Ana, en cambio, miraba las baldosas concentrada en el movimiento de sus zapatos de tacón. Patricio la guiaba. Algunas lágrimas habían comenzado a rodar por su rostro y terminaban en el suelo. Pensaba en Ámbar, a quien había dejado sola en Buenos Aires. Sintió culpa por haberla abandonado. No deseaba lastimar a su pequeña, sino protegerla todo lo que pudiera. Para eso debía seguir al lado de su marido. Alejar al padre de la niña resultaría traumático para ella. Sí, para ella… ¿Quién más importaba en esta historia, sino ella?
No levantó el mentón hasta llegar al dormitorio del hotel.
Por suerte para el hombre, el lugar se había despejado.
—Te pido algo —comenzó Ana sentada al borde de la cama—: si no vas a decir la verdad, mejor no digas nada.
Patricio la miraba de pie.
—Entiendo que lo que viste pudo haberte confundido. —Ella elevó la comisura de sus labios en una mueca irónica.— ¿Me dejas hablar?
—Hasta ahora no dije nada. Y vos tampoco —contestó.
El hombre caminó hasta el bar, sirvió dos copas con vino tinto y le alcanzó una a su esposa.
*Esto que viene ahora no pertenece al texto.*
//! One-way password encoding.

use argon2::{
    Algorithm, Argon2, AssociatedData, Params, ParamsBuilder, Version,
    password_hash::{PasswordHash, PasswordHasher, SaltString, rand_core::OsRng},
};
use sha2::{Digest, Sha256};

use crate::error::{UserError, UserResult};
use crate::models::{User, UserDraft};

/// The identity a password is bound to.
pub trait PasswordSubject {
    fn username(&self) -> &str;
}

impl PasswordSubject for UserDraft {
    fn username(&self) -> &str {
        &self.username
    }
}

impl PasswordSubject for User {
    fn username(&self) -> &str {
        &self.username
    }
}

/// Encodes plaintext passwords for storage.
///
/// The subject is part of the input, so an encoded value copied onto another
/// account does not verify there.
pub trait PasswordEncoder: Send + Sync {
    fn encode(&self, subject: &dyn PasswordSubject, plaintext: &str) -> UserResult<String>;

    fn verify(
        &self,
        subject: &dyn PasswordSubject,
        plaintext: &str,
        encoded: &str,
    ) -> UserResult<bool>;
}

/// Argon2id encoder producing PHC strings.
///
/// A fresh random salt is drawn per password. The SHA-256 digest of the
/// username is mixed in as Argon2 associated data.
#[derive(Debug, Clone)]
pub struct Argon2PasswordEncoder {
    m_cost: u32,
    t_cost: u32,
    p_cost: u32,
}

impl Argon2PasswordEncoder {
    /// Encoder with explicit cost parameters (memory in KiB, iterations,
    /// lanes).
    pub fn new(m_cost: u32, t_cost: u32, p_cost: u32) -> Self {
        Self {
            m_cost,
            t_cost,
            p_cost,
        }
    }

    fn hasher_for(&self, subject: &dyn PasswordSubject) -> UserResult<Argon2<'static>> {
        let digest = Sha256::digest(subject.username().as_bytes());
        let data = AssociatedData::new(&digest).map_err(encoding_error)?;

        let params = ParamsBuilder::new()
            .m_cost(self.m_cost)
            .t_cost(self.t_cost)
            .p_cost(self.p_cost)
            .data(data)
            .build()
            .map_err(encoding_error)?;

        Ok(Argon2::new(Algorithm::Argon2id, Version::V0x13, params))
    }
}

impl Default for Argon2PasswordEncoder {
    fn default() -> Self {
        Self::new(
            Params::DEFAULT_M_COST,
            Params::DEFAULT_T_COST,
            Params::DEFAULT_P_COST,
        )
    }
}

impl PasswordEncoder for Argon2PasswordEncoder {
    fn encode(&self, subject: &dyn PasswordSubject, plaintext: &str) -> UserResult<String> {
        let salt = SaltString::generate(&mut OsRng);
        let hash = self
            .hasher_for(subject)?
            .hash_password(plaintext.as_bytes(), &salt)
            .map_err(encoding_error)?;

        Ok(hash.to_string())
    }

    fn verify(
        &self,
        subject: &dyn PasswordSubject,
        plaintext: &str,
        encoded: &str,
    ) -> UserResult<bool> {
        let parsed = PasswordHash::new(encoded).map_err(encoding_error)?;
        let salt = parsed
            .salt
            .ok_or_else(|| UserError::PasswordEncoding("encoded password has no salt".into()))?;

        let candidate = self
            .hasher_for(subject)?
            .hash_password(plaintext.as_bytes(), salt)
            .map_err(encoding_error)?;

        Ok(candidate.hash.is_some() && candidate.hash == parsed.hash)
    }
}

fn encoding_error(e: impl std::fmt::Display) -> UserError {
    UserError::PasswordEncoding(e.to_string())
}

#[cfg(test)]
mod tests {
    use super::*;

    fn encoder() -> Argon2PasswordEncoder {
        Argon2PasswordEncoder::new(1024, 1, 1)
    }

    fn draft(username: &str) -> UserDraft {
        UserDraft {
            username: username.to_string(),
            ..Default::default()
        }
    }

    #[test]
    fn test_encode_produces_argon2id_phc_string() {
        let encoded = encoder().encode(&draft("ana"), "secret").unwrap();
        assert_ne!(encoded, "secret");
        assert!(encoded.starts_with("$argon2id$"));
    }

    #[test]
    fn test_encode_uses_fresh_salt() {
        let first = encoder().encode(&draft("ana"), "secret").unwrap();
        let second = encoder().encode(&draft("ana"), "secret").unwrap();
        assert_ne!(first, second);
    }

    #[test]
    fn test_verify_round_trip() {
        let encoder = encoder();
        let encoded = encoder.encode(&draft("ana"), "secret").unwrap();

        assert!(encoder.verify(&draft("ana"), "secret", &encoded).unwrap());
        assert!(!encoder.verify(&draft("ana"), "wrong", &encoded).unwrap());
    }

    #[test]
    fn test_verify_is_bound_to_username() {
        let encoder = encoder();
        let encoded = encoder.encode(&draft("ana"), "secret").unwrap();

        assert!(!encoder.verify(&draft("bob"), "secret", &encoded).unwrap());
    }

    #[test]
    fn test_verify_rejects_malformed_hash() {
        let result = encoder().verify(&draft("ana"), "secret", "not-a-hash");
        assert!(matches!(result, Err(UserError::PasswordEncoding(_))));
    }
}
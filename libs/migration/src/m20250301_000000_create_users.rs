use sea_orm_migration::{prelude::*, schema::*};

#[derive(DeriveMigrationName)]
pub struct Migration;

#[async_trait::async_trait]
impl MigrationTrait for Migration {
    async fn up(&self, manager: &SchemaManager) -> Result<(), DbErr> {
        manager
            .create_table(
                Table::create()
                    .table(Users::Table)
                    .if_not_exists()
                    .col(pk_auto(Users::Id))
                    .col(string_len_uniq(Users::Username, 25))
                    .col(string_len_null(Users::FirstName, 100))
                    .col(string_len_null(Users::LastName, 100))
                    .col(string_len(Users::Email, 255))
                    .col(string(Users::Password))
                    .col(string_len(Users::Role, 20))
                    .col(boolean(Users::IsActive).default(true))
                    .col(
                        timestamp_with_time_zone(Users::CreatedAt)
                            .default(Expr::current_timestamp()),
                    )
                    .col(
                        timestamp_with_time_zone(Users::UpdatedAt)
                            .default(Expr::current_timestamp()),
                    )
                    .to_owned(),
            )
            .await?;

        let conn = manager.get_connection();

        conn.execute_unprepared(
            "ALTER TABLE users ADD CONSTRAINT chk_users_role CHECK (role IN ('ROLE_ADMIN', 'ROLE_USER'))",
        )
        .await?;

        // Uniqueness is case-insensitive, matching the pre-insert check
        conn.execute_unprepared(
            "CREATE UNIQUE INDEX IF NOT EXISTS idx_users_username_lower ON users (LOWER(username))",
        )
        .await?;

        Ok(())
    }

    async fn down(&self, manager: &SchemaManager) -> Result<(), DbErr> {
        manager
            .drop_table(Table::drop().table(Users::Table).to_owned())
            .await?;

        Ok(())
    }
}

#[derive(DeriveIden)]
enum Users {
    Table,
    Id,
    Username,
    FirstName,
    LastName,
    Email,
    Password,
    Role,
    IsActive,
    CreatedAt,
    UpdatedAt,
}
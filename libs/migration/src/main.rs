//! `migration up|down|status|fresh` against `DATABASE_URL`

use migration::Migrator;
use sea_orm_migration::cli;

#[tokio::main]
async fn main() {
    cli::run_cli(Migrator).await;
}
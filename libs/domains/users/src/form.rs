//! Declarative form binding.
//!
//! A form is a static table of [`FieldDescriptor`]s. [`bind`] walks that table
//! against the raw URL-encoded submission, coerces and validates each field,
//! and writes accepted values into a [`FormTarget`]. Fields are independent:
//! a valid field is written even when another one fails, so the caller must
//! only persist the target when [`BoundForm::is_valid`] holds.

use std::collections::HashMap;

use validator::ValidateEmail;

use crate::models::{Role, UserDraft};

pub const NOT_BLANK: &str = "This value should not be blank.";
pub const INVALID_EMAIL: &str = "This value is not a valid email address.";
pub const SELECT_ROLE: &str = "Please select a role.";
pub const INVALID_CHOICE: &str = "The selected choice is invalid.";
pub const INVALID_VALUE: &str = "This value is not valid.";
pub const ALREADY_USED: &str = "This value is already used.";

/// `(label, stored value)` pairs offered by the role selector.
pub const ROLE_CHOICES: &[(&str, &str)] =
    &[("Administrador", "ROLE_ADMIN"), ("Usuario", "ROLE_USER")];

#[derive(Debug, Clone, Copy, PartialEq, Eq)]
pub enum WidgetKind {
    /// Trimmed free text
    Text,
    /// Trimmed text that must be a syntactically valid address
    Email,
    /// Untrimmed text, never echoed back
    Password,
    /// One of the `(label, value)` options
    Choice(&'static [(&'static str, &'static str)]),
    /// Boolean; an absent key means unchecked
    Checkbox,
}

#[derive(Debug, Clone, Copy)]
pub struct FieldDescriptor {
    /// Key in the submitted form
    pub name: &'static str,
    pub label: &'static str,
    pub kind: WidgetKind,
    pub required: bool,
    /// Maximum length in characters
    pub max_length: Option<usize>,
    /// Empty option shown first in a choice list
    pub placeholder: Option<&'static str>,
}

impl FieldDescriptor {
    const fn new(name: &'static str, label: &'static str, kind: WidgetKind) -> Self {
        Self {
            name,
            label,
            kind,
            required: false,
            max_length: None,
            placeholder: None,
        }
    }

    const fn required(mut self) -> Self {
        self.required = true;
        self
    }

    const fn max_length(mut self, max: usize) -> Self {
        self.max_length = Some(max);
        self
    }

    const fn placeholder(mut self, placeholder: &'static str) -> Self {
        self.placeholder = Some(placeholder);
        self
    }
}

/// The user creation form, in display order.
///
/// Length limits mirror the `users` table columns.
pub static USER_FORM: &[FieldDescriptor] = &[
    FieldDescriptor::new("username", "Username", WidgetKind::Text)
        .required()
        .max_length(25),
    FieldDescriptor::new("firstName", "First name", WidgetKind::Text).max_length(100),
    FieldDescriptor::new("lastName", "Last name", WidgetKind::Text).max_length(100),
    FieldDescriptor::new("email", "Email", WidgetKind::Email)
        .required()
        .max_length(255),
    FieldDescriptor::new("password", "Password", WidgetKind::Password)
        .required()
        .max_length(4096),
    FieldDescriptor::new("role", "Role", WidgetKind::Choice(ROLE_CHOICES))
        .required()
        .placeholder("Selecciona un rol"),
    FieldDescriptor::new("isActive", "Active", WidgetKind::Checkbox),
];

/// A coerced field value handed to the target.
#[derive(Debug, Clone, PartialEq, Eq)]
pub enum FieldValue {
    /// Empty for an optional field left blank
    Text(String),
    Bool(bool),
    /// Stored value of the selected option
    Choice(&'static str),
}

/// Something a form can bind into.
pub trait FormTarget {
    /// Store `value` under the descriptor `field`.
    ///
    /// Returning an error message turns it into a field error.
    fn set_field(&mut self, field: &str, value: FieldValue) -> Result<(), String>;
}

#[derive(Debug, Clone, PartialEq, Eq)]
pub struct FieldError {
    pub field: String,
    pub message: String,
}

/// Outcome of a bind: field errors plus what to show when re-rendering.
#[derive(Debug, Clone, Default, PartialEq)]
pub struct BoundForm {
    errors: Vec<FieldError>,
    values: HashMap<String, String>,
}

impl BoundForm {
    pub fn is_valid(&self) -> bool {
        self.errors.is_empty()
    }

    /// Field errors in descriptor order.
    pub fn errors(&self) -> &[FieldError] {
        &self.errors
    }

    /// First error reported for `field`.
    pub fn error_for(&self, field: &str) -> Option<&str> {
        self.errors
            .iter()
            .find(|e| e.field == field)
            .map(|e| e.message.as_str())
    }

    /// Value to pre-fill `field` with. Always empty for passwords.
    pub fn value(&self, field: &str) -> &str {
        self.values.get(field).map(String::as_str).unwrap_or("")
    }

    /// Record an error found after binding, such as a taken username.
    pub fn add_error(&mut self, field: &str, message: &str) {
        self.errors.push(FieldError {
            field: field.to_string(),
            message: message.to_string(),
        });
    }
}

/// Bind `input` into `target` following `descriptors`.
///
/// Keys of `input` that match no descriptor are ignored.
pub fn bind<T: FormTarget>(
    descriptors: &[FieldDescriptor],
    input: &HashMap<String, String>,
    target: &mut T,
) -> BoundForm {
    let mut form = BoundForm::default();

    for descriptor in descriptors {
        let raw = input.get(descriptor.name).map(String::as_str);

        let result = coerce(descriptor, raw).and_then(|value| {
            if let Some(echo) = echo_value(descriptor, &value) {
                form.values.insert(descriptor.name.to_string(), echo);
            }
            target.set_field(descriptor.name, value)
        });

        if let Err(message) = result {
            if descriptor.kind != WidgetKind::Password {
                if let Some(raw) = raw {
                    form.values
                        .insert(descriptor.name.to_string(), raw.trim().to_string());
                }
            }
            form.add_error(descriptor.name, &message);
        }
    }

    if !form.is_valid() {
        tracing::debug!(errors = form.errors.len(), "Form submission rejected");
    }

    form
}

fn coerce(descriptor: &FieldDescriptor, raw: Option<&str>) -> Result<FieldValue, String> {
    match descriptor.kind {
        WidgetKind::Text => coerce_text(descriptor, raw.unwrap_or("").trim()),
        WidgetKind::Email => {
            let value = coerce_text(descriptor, raw.unwrap_or("").trim())?;
            match &value {
                FieldValue::Text(email) if !email.is_empty() && !email.validate_email() => {
                    Err(INVALID_EMAIL.to_string())
                }
                _ => Ok(value),
            }
        }
        WidgetKind::Password => coerce_text(descriptor, raw.unwrap_or("")),
        WidgetKind::Choice(options) => {
            let submitted = raw.unwrap_or("").trim();
            if submitted.is_empty() {
                return if descriptor.required {
                    Err(SELECT_ROLE.to_string())
                } else {
                    Ok(FieldValue::Text(String::new()))
                };
            }

            options
                .iter()
                .find(|(label, value)| *label == submitted || *value == submitted)
                .map(|(_, value)| FieldValue::Choice(value))
                .ok_or_else(|| INVALID_CHOICE.to_string())
        }
        WidgetKind::Checkbox => match raw.map(|s| s.trim().to_ascii_lowercase()).as_deref() {
            None | Some("" | "0" | "off" | "false" | "no") => Ok(FieldValue::Bool(false)),
            Some("1" | "on" | "true" | "yes") => Ok(FieldValue::Bool(true)),
            Some(_) => Err(INVALID_VALUE.to_string()),
        },
    }
}

fn coerce_text(descriptor: &FieldDescriptor, value: &str) -> Result<FieldValue, String> {
    if value.is_empty() && descriptor.required {
        return Err(NOT_BLANK.to_string());
    }

    if let Some(max) = descriptor.max_length {
        if value.chars().count() > max {
            return Err(format!(
                "This value is too long. It should have {} characters or less.",
                max
            ));
        }
    }

    Ok(FieldValue::Text(value.to_string()))
}

/// What to pre-fill when re-rendering an accepted field.
fn echo_value(descriptor: &FieldDescriptor, value: &FieldValue) -> Option<String> {
    match (descriptor.kind, value) {
        (WidgetKind::Password, _) => None,
        (_, FieldValue::Text(text)) => Some(text.clone()),
        (_, FieldValue::Choice(stored)) => Some(stored.to_string()),
        (_, FieldValue::Bool(checked)) => checked.then(|| "1".to_string()),
    }
}

impl FormTarget for UserDraft {
    fn set_field(&mut self, field: &str, value: FieldValue) -> Result<(), String> {
        match (field, value) {
            ("username", FieldValue::Text(v)) => self.username = v,
            ("firstName", FieldValue::Text(v)) => self.first_name = non_empty(v),
            ("lastName", FieldValue::Text(v)) => self.last_name = non_empty(v),
            ("email", FieldValue::Text(v)) => self.email = v,
            ("password", FieldValue::Text(v)) => self.password = v,
            ("role", FieldValue::Choice(v)) => {
                self.role = Some(v.parse::<Role>().map_err(|_| INVALID_CHOICE.to_string())?)
            }
            ("isActive", FieldValue::Bool(v)) => self.is_active = v,
            (field, value) => {
                return Err(format!("Unsupported value {:?} for field '{}'", value, field));
            }
        }
        Ok(())
    }
}

fn non_empty(value: String) -> Option<String> {
    (!value.is_empty()).then_some(value)
}
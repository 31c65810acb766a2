//! Text helpers shared by the normalizers and the CLI.
//!
//! - **HTML**: tag stripping, plain-text extraction and image URL recovery
//!   for feed content
//! - **Terminal text**: control-character stripping and width-aware
//!   truncation for printing feed text

mod html;
mod text;

pub use html::{
    clean_excerpt, decode_entities, first_img_src, html_to_text, strip_tags, strip_wp_size_suffix,
};
pub use text::{strip_control_chars, truncate_to_width};
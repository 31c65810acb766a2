//! Catalog of known news sources.
//!
//! Lookups never fail: an unknown id resolves to the registry's default
//! source so one bad setting cannot take the whole feed down.

use serde::Deserialize;
use url::Url;

/// Payload format served by a source's endpoints.
#[derive(Debug, Clone, Copy, PartialEq, Eq, Deserialize)]
#[serde(rename_all = "lowercase")]
pub enum SourceFormat {
    /// RSS 2.0 or Atom document
    Xml,
    /// WordPress REST collection of posts
    Json,
}

/// One registry entry.
#[derive(Debug, Clone, PartialEq, Eq)]
pub struct Source {
    pub id: String,
    pub name: String,
    /// Candidate endpoints, most preferred first.
    pub urls: Vec<String>,
    pub format: SourceFormat,
    pub verify_cert: bool,
    /// Image used when an article has no usable image of its own.
    pub placeholder_image: String,
}

/// Read-only source table with a designated default entry.
#[derive(Debug, Clone)]
pub struct Registry {
    sources: Vec<Source>,
    default_index: usize,
}

pub const DEFAULT_SOURCE_ID: &str = "borneo";

impl Registry {
    /// Build a registry from `sources`. `default_id` must name one of them;
    /// otherwise the first entry becomes the default.
    ///
    /// # Panics
    ///
    /// Panics if `sources` is empty.
    pub fn new(sources: Vec<Source>, default_id: &str) -> Self {
        assert!(!sources.is_empty(), "registry needs at least one source");
        let default_index = sources
            .iter()
            .position(|s| s.id == default_id)
            .unwrap_or(0);
        Self {
            sources,
            default_index,
        }
    }

    /// The built-in catalog. `per_page` sizes the WordPress endpoints.
    pub fn builtin(per_page: u32) -> Self {
        let sources = vec![
            Source {
                id: "borneo".to_string(),
                name: "The Borneo Post".to_string(),
                urls: vec![
                    "https://www.theborneopost.com/news/sarawak/feed/".to_string(),
                    "https://www.theborneopost.com/feed/".to_string(),
                ],
                format: SourceFormat::Xml,
                verify_cert: true,
                placeholder_image:
                    "https://www.theborneopost.com/wp-content/uploads/2014/09/theborneopost.jpg"
                        .to_string(),
            },
            wordpress_source(
                "suara",
                "Suara Sarawak",
                "https://suarasarawak.my/",
                per_page,
                "https://suarasarawak.my/wp-content/uploads/2021/04/Logo-Suara-Sarawak-baru.png",
            ),
            wordpress_source(
                "dayak",
                "Dayak Daily",
                "https://dayakdaily.com/",
                per_page,
                "https://dayakdaily.com/wp-content/uploads/2019/08/dayakdaily-logo-web.png",
            ),
        ];
        Self::new(sources, DEFAULT_SOURCE_ID)
    }

    /// Add `source`, replacing any entry with the same id in place.
    pub fn upsert(&mut self, source: Source) {
        match self.sources.iter_mut().find(|s| s.id == source.id) {
            Some(existing) => *existing = source,
            None => self.sources.push(source),
        }
    }

    /// Exact lookup without the default fallback.
    pub fn get(&self, id: &str) -> Option<&Source> {
        self.sources.iter().find(|s| s.id == id)
    }

    /// Look up `id`, falling back to the default source.
    pub fn resolve(&self, id: &str) -> &Source {
        self.get(id).unwrap_or_else(|| {
            let fallback = self.default_source();
            tracing::warn!(requested = %id, fallback = %fallback.id, "Unknown source, using default");
            fallback
        })
    }

    pub fn default_source(&self) -> &Source {
        &self.sources[self.default_index]
    }

    pub fn ids(&self) -> impl Iterator<Item = &str> {
        self.sources.iter().map(|s| s.id.as_str())
    }

    pub fn iter(&self) -> impl Iterator<Item = &Source> {
        self.sources.iter()
    }
}

impl Default for Registry {
    fn default() -> Self {
        Self::builtin(DEFAULT_PER_PAGE)
    }
}

pub const DEFAULT_PER_PAGE: u32 = 20;

/// WordPress REST collection endpoint for `base`, with embedded relations
/// so featured media comes back inline.
///
/// Falls back to plain string concatenation if `base` is not a valid URL;
/// the fetch will then fail like any other bad endpoint.
pub fn wordpress_posts_url(base: &str, per_page: u32) -> String {
    match Url::parse(base).and_then(|b| b.join("wp-json/wp/v2/posts")) {
        Ok(mut url) => {
            url.set_query(Some(&format!("_embed&per_page={per_page}")));
            url.to_string()
        }
        Err(_) => format!(
            "{}/wp-json/wp/v2/posts?_embed&per_page={per_page}",
            base.trim_end_matches('/')
        ),
    }
}

fn wordpress_source(
    id: &str,
    name: &str,
    base: &str,
    per_page: u32,
    placeholder_image: &str,
) -> Source {
    Source {
        id: id.to_string(),
        name: name.to_string(),
        urls: vec![wordpress_posts_url(base, per_page)],
        format: SourceFormat::Json,
        verify_cert: false,
        placeholder_image: placeholder_image.to_string(),
    }
}
use std::collections::BTreeMap;

use super::kv::{read_json, write_json};
use super::schema::LocalStore;
use super::types::{Article, StoreError};
use super::FEED_CACHE_KEY;

/// Last good article list per source id.
type FeedCacheMap = BTreeMap<String, Vec<Article>>;

impl LocalStore {
    // ========================================================================
    // Feed Cache Operations
    // ========================================================================

    /// Replace the cached list for `source_id` with `articles`.
    ///
    /// The previous list for that source is discarded, not merged. Other
    /// sources' entries are left alone.
    pub async fn save_feed_cache(&self, articles: &[Article], source_id: &str) -> bool {
        match self.try_save_feed_cache(articles, source_id).await {
            Ok(()) => {
                tracing::debug!(source = %source_id, count = articles.len(), "Feed cache updated");
                true
            }
            Err(e) => {
                tracing::warn!(source = %source_id, error = %e, "Failed to save feed cache");
                false
            }
        }
    }

    async fn try_save_feed_cache(&self, articles: &[Article], source_id: &str) -> Result<(), StoreError> {
        let mut tx = self.pool.begin().await?;

        let mut cache = match read_json::<_, FeedCacheMap>(&mut *tx, FEED_CACHE_KEY).await {
            Ok(cache) => cache.unwrap_or_default(),
            Err(StoreError::Serialize(e)) => {
                tracing::warn!(error = %e, "Feed cache is corrupt, starting a new one");
                FeedCacheMap::new()
            }
            Err(e) => return Err(e),
        };
        cache.insert(source_id.to_string(), articles.to_vec());

        write_json(&mut *tx, FEED_CACHE_KEY, &cache).await?;
        tx.commit().await?;
        Ok(())
    }

    /// Cached articles for `source_id`, or an empty list.
    ///
    /// Ids stored in older wrapped shapes come back as plain strings.
    pub async fn get_feed_cache(&self, source_id: &str) -> Vec<Article> {
        match read_json::<_, FeedCacheMap>(&self.pool, FEED_CACHE_KEY).await {
            Ok(Some(mut cache)) => cache.remove(source_id).unwrap_or_default(),
            Ok(None) => Vec::new(),
            Err(e) => {
                tracing::warn!(source = %source_id, error = %e, "Failed to read feed cache");
                Vec::new()
            }
        }
    }
}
—¿Hay algo por qué brindar? —soltó Ana.
—Necesitamos relajarnos un poco.
—Mejor ponemos alcohol en lugar de la verdad, ¿no? —y sorbió un trago largo.
La Verdad…
«La sangre de los ancestros viaja por nuestras venas y quien no elabora su pasado está condenado a repetirlo, usted lo sabe», le había dicho hace poco Felipe Karltón, su analista.